Your task >> Which lines of the entries below include "info"? List them all.

---*---

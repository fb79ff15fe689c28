use crate::app::ports::BlobStorePort;
use crate::common::constants::{CSV_EXTENSION, KEY_TIMESTAMP_FORMAT};
use crate::common::error::DeliveryError;
use crate::types::{DeliveryArtifact, DeliveryReceipt};
use chrono::{DateTime, Utc};
use sha2::{Digest, Sha256};
use std::sync::Arc;
use std::time::Duration;
use tracing::{info, instrument, warn};

/// Hands encoded artifacts to the blob store. One put per artifact, no
/// retries; the caller decides what to do with a failure.
pub struct Deliverer {
    store: Arc<dyn BlobStorePort>,
    timeout: Duration,
}

impl Deliverer {
    pub fn new(store: Arc<dyn BlobStorePort>, timeout: Duration) -> Self {
        Self { store, timeout }
    }

    #[instrument(skip_all, fields(key = %artifact.key, bytes = artifact.payload.len()))]
    pub async fn deliver(&self, artifact: DeliveryArtifact) -> Result<DeliveryReceipt, DeliveryError> {
        let destination = self.store.describe();
        let DeliveryArtifact {
            payload,
            key,
            content_type,
        } = artifact;

        let put = self.store.put(&key, &payload, content_type);
        match tokio::time::timeout(self.timeout, put).await {
            Ok(Ok(())) => {
                let receipt = DeliveryReceipt {
                    location: format!("{}/{}", destination.trim_end_matches('/'), key),
                    bytes: payload.len(),
                    sha256: hex::encode(Sha256::digest(&payload)),
                    key,
                };
                info!("Delivered {} bytes to {}", receipt.bytes, receipt.location);
                Ok(receipt)
            }
            Ok(Err(e)) => {
                warn!("Delivery to {} failed: {:#}", destination, e);
                Err(DeliveryError::Write {
                    key,
                    destination,
                    message: format!("{e:#}"),
                })
            }
            Err(_) => {
                warn!("Delivery to {} timed out after {:?}", destination, self.timeout);
                Err(DeliveryError::Timeout {
                    key,
                    destination,
                    budget: self.timeout,
                })
            }
        }
    }
}

/// `<prefix><YYYYMMDD_HHMMSS>.csv`. Two runs in the same second produce the
/// same key and the later write replaces the earlier one.
pub fn destination_key(prefix: &str, at: DateTime<Utc>) -> String {
    format!("{}{}.{}", prefix, at.format(KEY_TIMESTAMP_FORMAT), CSV_EXTENSION)
}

---*---

Reply >>
use tracing::{info, instrument, warn};
                info!("Delivered {} bytes to {}", receipt.bytes, receipt.location);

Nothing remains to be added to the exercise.